Histoires plastiques d'Isabelle Sarfati chez Stock

Histoires plastiques m'a prodigieusement épatée. Parce que l'auteure y parle vrai de vrai et n'élude rien des succès comme des loupés de la chirurgie esthétique.

A croire Isabelle Sarfati, la chirurgie esthétique est une forme de maintenance, un recours à la liberté contre la génétique, le temps qui passe.

Elle va plus loin : en énumérant toutes les interventions qu'elle a subi (le mot n'est pas trop fort) elle avoue une dépendance à l'égard de cette pratique qui est devenue son hygiène de vie, dit-elle.

Car vivre ce que traversent ses patientes c'est bien, se l'infliger c'est autre chose... Cette femme semble répéter à l'envi, tout en craignant -avec sagesse- l'opération qui serait de trop.

Isabelle Sarfati est chirurgienne plastique. Elle opère des femmes et des hommes, des jeunes et des vieux, des moches et des beaux. Se succèdent dans son cabinet une nudiste furieuse de sa reconstruction mammaire, un joueur de poker professionnel qui a choisi d’avoir quatre testicules pour lui porter chance, une femme qui ne veut plus de seins, une autre qui en veut davantage et plus de fesses aussi pendant qu’on y est… À chacun, la professionnelle tente de répondre, pas forcément avec un bistouri. Elle n’élude rien des ratages, douleurs, outrances de son sulfureux métier mais relate surtout des histoires de transformation, de réparation, de réconciliation personnelle, drôles, tragiques, humaines.

Elle raconte tout, les espoirs, les peurs, les dangers, avec une sincérité intense et un humour confondant. Et on peut penser au film de Duras la Douleur, tant la manière de se confier (j'allais écrire "confesser") est semblable : J'ai maltraité mon corps pour mon plaisir, je vais le payer, écrit-elle en craignant le pire et en témoignant qu'il y a derrière cet acte, et même pour elle, la crainte d'une transgression, avec une franchise incroyable et des tournures qui sont parfois plutôt "cash" quand elle aborde les phases de "postop".

Se faire opérer alors qu'on est en pleine forme physique a un coût qui n'est pas que financier parce qu'en chirurgie esthétique on sait ce qu'on fuit sans savoir où on va.
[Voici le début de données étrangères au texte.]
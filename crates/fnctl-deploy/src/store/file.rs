//! `func.yaml` on disk

use std::path::Path;

use async_trait::async_trait;
use fnctl_core::{BUILT_FILE, CoreError, FUNCTION_FILE, FunctionDescriptor, fingerprint};
use tracing::debug;

use super::FunctionStore;
use crate::error::Result;

/// Stores each descriptor as `func.yaml` in its function root
#[derive(Debug, Clone, Copy, Default)]
pub struct FileStore;

impl FileStore {
    pub fn new() -> Self {
        Self
    }

    fn read_stamp(root: &Path) -> Option<String> {
        let path = root.join(fnctl_core::RUNTIME_DIR).join(BUILT_FILE);
        std::fs::read_to_string(path)
            .ok()
            .map(|s| s.trim().to_string())
            .filter(|s| !s.is_empty())
    }

    fn write_stamp(f: &FunctionDescriptor) -> Result<()> {
        let Some(stamp) = &f.build_stamp else {
            return Ok(());
        };
        if Self::read_stamp(&f.root).as_deref() == Some(stamp.as_str()) {
            return Ok(());
        }
        let dir = f.runtime_dir();
        std::fs::create_dir_all(&dir)?;
        std::fs::write(dir.join(BUILT_FILE), stamp)?;
        Ok(())
    }
}

#[async_trait]
impl FunctionStore for FileStore {
    async fn load(&self, root: &Path) -> Result<FunctionDescriptor> {
        let path = root.join(FUNCTION_FILE);
        if !path.exists() {
            return Err(CoreError::NotInitialized {
                path: root.display().to_string(),
            }
            .into());
        }
        let content = std::fs::read_to_string(&path)?;
        let mut f = FunctionDescriptor::from_yaml(&content, root)?;
        f.build_stamp = Self::read_stamp(root);
        f.source_fingerprint = Some(fingerprint(root)?);
        debug!(path = %path.display(), name = %f.name, "loaded function");
        Ok(f)
    }

    async fn save(&self, f: &FunctionDescriptor) -> Result<()> {
        let path = f.root.join(FUNCTION_FILE);
        let content = f.to_yaml()?;

        let unchanged = std::fs::read_to_string(&path)
            .map(|existing| existing == content)
            .unwrap_or(false);
        if unchanged {
            debug!(path = %path.display(), "function unchanged, skipping write");
        } else {
            std::fs::create_dir_all(&f.root)?;
            std::fs::write(&path, content)?;
            debug!(path = %path.display(), "saved function");
        }

        Self::write_stamp(f)
    }
}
Il faudrait dans l'idéal s'accepter et Isabelle Sarfati reconnait être souvent tentée d'envoyer ses patients chez le psy.

Le risque existe aussi du coté du praticien à qui les bouffies liftées pathétiques ou les bouches de mérou seraient une terrible contre publicité ... mais cette femme s'est imposé une règle : elle pratiquera l'acte si elle pense que le résultat à venir correspond à l'attente de la patiente, pourvu que la chirurgie plastique soit être une arme de liberté, à tout âge, même à soixante-dix ans passés.

Le texte est bien écrit, avec un dynamisme quasi vivifiant (même si on ne se sent pas concerné par le sujet). On apprend beaucoup sur l'histoire de cette spécialité, née de la reconstruction des gueules cassées de la Première Guerre mondiale. Les chapitres consacrés à sa formation auprès de neurochirurgiens sont passionnants et imposent le respect sur cet art tellement souvent dénigré.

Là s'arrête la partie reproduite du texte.